- Port O'Connor Port O'Connor
- Coordinates: 28°26′51″N 96°24′19″W﻿ / ﻿28.44750°N 96.40528°W
- Country: United States
- State: Texas
- County: Calhoun

Area
- • Total: 6.3 sq mi (16.4 km^{2})
- • Land: 4.0 sq mi (10.3 km^{2})
- • Water: 2.3 sq mi (6.0 km^{2})
- Elevation: 7 ft (2.1 m)

Population (2020)
- • Total: 954
- • Density: 240/sq mi (92.6/km^{2})
- Time zone: UTC-6 (Central (CST))
- • Summer (DST): UTC-5 (CDT)
- ZIP code: 77982
- Area code: 361
- FIPS code: 48-58952
- GNIS feature ID: 2586973

= Port O'Connor, Texas =

Port O'Connor is an unincorporated community and census-designated place (CDP) in Calhoun County, Texas, United States, near the Gulf coastline between Galveston and Corpus Christi. As of the 2020 census, Port O'Connor had a population of 954. It is part of the Victoria, Texas metropolitan statistical area.
==History==
Port O'Connor was laid out in the late 19th century as a fishing settlement called "Alligator Head". As it grew in popularity with both permanent residents and tourists, the community took on more municipal characteristics, earning the formal designation finally in 1909 as the town site of Port O'Connor. It was named after its main landowner at the time, Thomas M. O'Connor, son of Thomas O'Connor, who owned 70000 acre. Aside from local cattle raising and fishing, the town was also a producer of figs and citrus fruit.

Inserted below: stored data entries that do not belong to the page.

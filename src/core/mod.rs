//! 核心模块：错误类型与行类型

pub mod error;
pub mod schema;

pub use error::{PlanningError, PlanningResult, RuleError};
pub use schema::{DataType, Field, RowType, RowTypeRef};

Its initial population growth spanned the years 1909 to 1919. Excursion trains ran on weekends to Port O'Connor, and an estimated 10,000 tourists came every summer.

Port O'Connor has been struck by four hurricanes since it was initially settled. The 1919 Florida Keys hurricane brought the "good old days" to a halt, destroying the town. It rebuilt slowly, but the 1942 and 1945 hurricanes so close in time were hard to overcome. In 1961, Port O'Connor was in the midst of another growth boom due to the increase of military personnel on nearby Matagorda Island Air Force Base. That same year, Hurricane Carla destroyed the town again, but times reflect its will to survive, fueled by tourism, commercial fisheries, and the petrochemical industry. Hurricane Harvey struck the town again in 2017.

==Demographics==

Port O'Connor first appeared as a census designated place in the 1980 United States census. It was deleted prior to the 1990 U.S. census; and relisted as a CDP in the 2010 U.S. census.

Historical population
| Census | Pop. | Note | %± |
| 1980 | 1,031 |  | — |
| 2010 | 1,253 |  | — |
| 2020 | 954 |  | −23.9% |
U.S. Decennial Census 1850–1900 1910 1920 1930 1940 1950 1960 1970 1980 1990 2000 2010 2020

===2020 census===

Port O'Connor CDP, Texas – Racial and ethnic composition Note: the US Census treats Hispanic/Latino as an ethnic category. This table excludes Latinos from the racial categories and assigns them to a separate category. Hispanics/Latinos may be of any race.
| Race / Ethnicity (NH = Non-Hispanic) | Pop 2010 | Pop 2020 | % 2010 | % 2020 |
|---|---|---|---|---|
| White alone (NH) | 931 | 790 | 74.30% | 82.81% |
| Black or African American alone (NH) | 11 | 1 | 0.88% | 0.10% |
| Native American or Alaska Native alone (NH) | 4 | 3 | 0.32% | 0.31% |
| Asian alone (NH) | 16 | 1 | 1.28% | 0.10% |
| Native Hawaiian or Pacific Islander alone (NH) | 0 | 0 | 0.00% | 0.00% |
| Other race alone (NH) | 0 | 2 | 0.00% | 0.21% |
| Mixed race or Multiracial (NH) | 11 | 22 | 0.88% | 2.31% |
| Hispanic or Latino (any race) | 280 | 135 | 22.35% | 14.15% |
| Total | 1,253 | 954 | 100.00% | 100.00% |

As of the 2020 United States census, there were 954 people, 433 households, and 331 families residing in the CDP.

==Education==

Port O'Connor is served by the Calhoun County Independent School District.

Due to its small population, the town has only one school, Port O'Connor Elementary School, which has the dolphin as its mascot. Port O'Connor Elementary School covers prekindergarten through grade five. Children are then bused to the nearby town of Seadrift or to Port Lavaca to finish their sixth- through twelfth-grade educations. The secondary schools that serve Port O'Connor are Seadrift Middle School, Travis Middle School, and Calhoun High School.